From EDA we can see that the data is imbalance, so we are trying to solve this problem through three methods: upsampling, downsampling and add weight for training.

Despite the teacher warned us about SMOTE, we will try it anyways, Sorry.

In [None]:
from imblearn.combine import SMOTEENN
from imblearn.combine import SMOTETomek
from imblearn.under_sampling import RandomUnderSampler
from imblearn.over_sampling import SMOTE, ADASYN


def solve_imbalance(X, y):
  # # method 2:  SMOTE -upsampling
  # X_resampled, y_resampled = SMOTE().fit_resample(X, y)

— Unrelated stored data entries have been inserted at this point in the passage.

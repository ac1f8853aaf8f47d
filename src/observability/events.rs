// Copyright (c) 2025 Steve Wagner (ciroque@live.com)
// SPDX-License-Identifier: MIT

//! Execution events published by the scheduler.
//!
//! Every dispatch, completion and skipped overlap produces one [`ProfileEvent`].
//! Events fan out over a `tokio::sync::broadcast` channel, so any number of
//! subscribers can watch without slowing the scheduler down. A subscriber that
//! falls behind by more than the channel capacity loses the oldest events and
//! sees `RecvError::Lagged`; the scheduler itself never blocks on delivery.

use chrono::{DateTime, Utc};
use serde::Serialize;
use std::fmt::{Display, Formatter};
use tokio::sync::broadcast;
use tokio::time::Instant;

/// Kind of execution milestone.
#[derive(Debug, Clone, Copy, PartialEq, Eq, Hash, Serialize)]
#[serde(rename_all = "SCREAMING_SNAKE_CASE")]
pub enum ProfileEventType {
    Started,
    Succeeded,
    Failed,
    SkippedOverlap,
}

impl Display for ProfileEventType {
    fn fmt(&self, f: &mut Formatter<'_>) -> std::fmt::Result {
        let label = match self {
            ProfileEventType::Started => "STARTED",
            ProfileEventType::Succeeded => "SUCCEEDED",
            ProfileEventType::Failed => "FAILED",
            ProfileEventType::SkippedOverlap => "SKIPPED_OVERLAP",
        };
        f.write_str(label)
    }
}

/// A single execution milestone for one profile.
///
/// `timestamp` is monotonic and orders events within the process; `wall_time`
/// is what gets serialized for anything outside it.
#[derive(Debug, Clone, PartialEq, Serialize)]
pub struct ProfileEvent {
    pub profile_name: String,
    pub event_type: ProfileEventType,
    #[serde(skip)]
    pub timestamp: Instant,
    pub wall_time: DateTime<Utc>,
    /// Set only for [`ProfileEventType::Failed`].
    pub error_detail: Option<String>,
    /// Failure streak after this event was applied.
    pub consecutive_failures: u32,
    /// True once the streak has reached the retry policy's failure threshold.
    pub degraded: bool,
}

impl ProfileEvent {
    pub fn new(profile_name: impl Into<String>, event_type: ProfileEventType) -> Self {
        Self {
            profile_name: profile_name.into(),
            event_type,
            timestamp: Instant::now(),
            wall_time: Utc::now(),
            error_detail: None,
            consecutive_failures: 0,
            degraded: false,
        }
    }

    pub fn with_error(mut self, detail: impl Into<String>) -> Self {
        self.error_detail = Some(detail.into());
        self
    }

    pub fn with_failures(mut self, consecutive_failures: u32, degraded: bool) -> Self {
        self.consecutive_failures = consecutive_failures;
        self.degraded = degraded;
        self
    }
}

/// Broadcast fan-out of [`ProfileEvent`]s.
#[derive(Debug, Clone)]
pub struct EventBus {
    sender: broadcast::Sender<ProfileEvent>,
}

impl EventBus {
    pub fn new(capacity: usize) -> Self {
        let (sender, _) = broadcast::channel(capacity.max(1));
        Self { sender }
    }

    pub fn subscribe(&self) -> broadcast::Receiver<ProfileEvent> {
        self.sender.subscribe()
    }

    /// Publish an event. Having no subscribers is not an error.
    pub fn publish(&self, event: ProfileEvent) {
        let _ = self.sender.send(event);
    }

    pub fn subscriber_count(&self) -> usize {
        self.sender.receiver_count()
    }
}

#[cfg(test)]
mod tests {
    use super::*;

    #[tokio::test]
    async fn test_publish_without_subscribers_is_silent() {
        let bus = EventBus::new(4);
        bus.publish(ProfileEvent::new("PM_38", ProfileEventType::Started));
        assert_eq!(bus.subscriber_count(), 0);
    }

    #[tokio::test]
    async fn test_every_subscriber_sees_each_event() {
        let bus = EventBus::new(8);
        let mut first = bus.subscribe();
        let mut second = bus.subscribe();

        bus.publish(
            ProfileEvent::new("NHM_03", ProfileEventType::Failed)
                .with_error("connection refused")
                .with_failures(3, true),
        );

        for receiver in [&mut first, &mut second] {
            let event = receiver.recv().await.unwrap();
            assert_eq!(event.profile_name, "NHM_03");
            assert_eq!(event.event_type, ProfileEventType::Failed);
            assert_eq!(event.error_detail.as_deref(), Some("connection refused"));
            assert_eq!(event.consecutive_failures, 3);
            assert!(event.degraded);
        }
    }

    #[tokio::test]
    async fn test_slow_subscriber_lags_instead_of_blocking() {
        let bus = EventBus::new(2);
        let mut receiver = bus.subscribe();

        for _ in 0..5 {
            bus.publish(ProfileEvent::new("FM_01", ProfileEventType::Succeeded));
        }

        assert!(matches!(
            receiver.recv().await,
            Err(broadcast::error::RecvError::Lagged(3))
        ));
    }

    #[tokio::test]
    async fn test_event_serializes_with_wall_clock_stamp() {
        let before = Utc::now();
        let event = ProfileEvent::new("AP_01", ProfileEventType::Failed)
            .with_error("timeout")
            .with_failures(1, false);
        assert!(event.wall_time >= before && event.wall_time <= Utc::now());

        let json = serde_json::to_value(&event).unwrap();
        assert_eq!(json["profile_name"], "AP_01");
        assert_eq!(json["event_type"], "FAILED");
        assert_eq!(json["error_detail"], "timeout");
        assert!(json.get("timestamp").is_none());

        let stamp: DateTime<Utc> = serde_json::from_value(json["wall_time"].clone()).unwrap();
        assert_eq!(stamp, event.wall_time);
    }

    #[test]
    fn test_event_type_labels() {
        assert_eq!(ProfileEventType::SkippedOverlap.to_string(), "SKIPPED_OVERLAP");
        assert_eq!(ProfileEventType::Started.to_string(), "STARTED");
    }
}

  # method 3: bootstrapping - downsampling
  rus = RandomUnderSampler(random_state=42)
  X_resampled, y_resampled = rus.fit_resample(X, y)

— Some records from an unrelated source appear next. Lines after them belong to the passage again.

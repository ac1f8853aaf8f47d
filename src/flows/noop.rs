// Copyright (c) 2025 Steve Wagner (ciroque@live.com)
// SPDX-License-Identifier: MIT

use async_trait::async_trait;

use crate::traits::Flow;

/// Flow that succeeds immediately. Useful for smoke-testing a catalog.
#[derive(Debug, Default)]
pub struct NoopFlow;

impl NoopFlow {
    pub fn new() -> Self {
        Self
    }
}

#[async_trait]
impl Flow for NoopFlow {
    async fn execute(&self) -> anyhow::Result<()> {
        Ok(())
    }

    fn name(&self) -> &str {
        "noop"
    }
}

  return X_resampled, y_resampled

It turns out that both upsampling and down sampling is not really good. Upsampling reduce accuracy for every one, downsampling reduce accuracy for higher weighted classes. So we will give up this thread.

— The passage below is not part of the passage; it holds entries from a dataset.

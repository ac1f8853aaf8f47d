// Copyright (c) 2025 Steve Wagner (ciroque@live.com)
// SPDX-License-Identifier: MIT

use async_trait::async_trait;
use std::time::Duration;

use crate::traits::Flow;

/// Flow that simulates I/O against the managed system by waiting.
#[derive(Debug, Clone)]
pub struct SleepFlow {
    duration: Duration,
}

impl SleepFlow {
    pub fn new(duration: Duration) -> Self {
        Self { duration }
    }

    pub fn duration(&self) -> Duration {
        self.duration
    }
}

#[async_trait]
impl Flow for SleepFlow {
    async fn execute(&self) -> anyhow::Result<()> {
        tokio::time::sleep(self.duration).await;
        Ok(())
    }

    fn name(&self) -> &str {
        "sleep"
    }
}

#[cfg(test)]
mod tests {
    use super::*;
    use tokio::time::Instant;

    #[tokio::test(start_paused = true)]
    async fn test_sleep_waits_for_duration() {
        let flow = SleepFlow::new(Duration::from_millis(750));
        let started = Instant::now();
        flow.execute().await.unwrap();
        assert_eq!(started.elapsed(), Duration::from_millis(750));
    }
}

Let's try change class weights

In [None]:
import numpy as np
class_counts = np.bincount(y_train)
total_example = np.sum(class_counts)
class_weights = total_example/(len(class_counts)* class_counts)
# this seems to be a syntax sugar of numpy
sample_weights = class_weights[y_train]

In [None]:
encoded_target_class = target_encoder.transform(target_classes)
target_encoded_df = pd.DataFrame({"OrignalLabel": target_classes, "Encoded": encoded_target_class, "Class Count": class_counts, "Class weight": class_weights})
target_encoded_df

Unnamed: 0,OrignalLabel,Encoded,Class Count,Class weight
0,Miscellaneous,7,65319,0.510312
1,Arson,0,17739,1.879085
2,Debris Burning,3,14189,2.34922
3,Smoking,10,100349,0.332172
4,Campfire,1,34496,0.966288
5,Equipment Use,4,2727,12.223353
6,Powerline,8,65232,0.510993
7,Lightning,6,75823,0.439617
8,Railroad,9,3273,10.18426
9,Children,2,7714,4.321115


Little note for this: Balancing doesnot help here, because smoke is a big thing and somehow it preforms worse, struture is a small class but it preforms good. So adding weight to structure will not help. We will give up on this thread for now.

In [None]:
# save the files to drive, so that we can switch to GPU
import pickle
def dump_file(obj, file_path):
  with open(file_path, 'wb') as f:
    pickle.dump(obj, f)
dump_file(X_train,'/content/drive/MyDrive/Projects/FirePrediction/tempFiles/X_train.csv')
dump_file(y_train,'/content/drive/MyDrive/Projects/FirePrediction/tempFiles/y_train.csv')
dump_file(X_val,'/content/drive/MyDrive/Projects/FirePrediction/tempFiles/X_val.csv')
dump_file(y_val, '/content/drive/MyDrive/Projects/FirePrediction/tempFiles/y_val.csv')
dump_file(target_encoder, '/content/drive/MyDrive/Projects/FirePrediction/tempFiles/target_encoder')
dump_file(sample_weights, '/content/drive/MyDrive/Projects/FirePrediction/tempFiles/sample_weights')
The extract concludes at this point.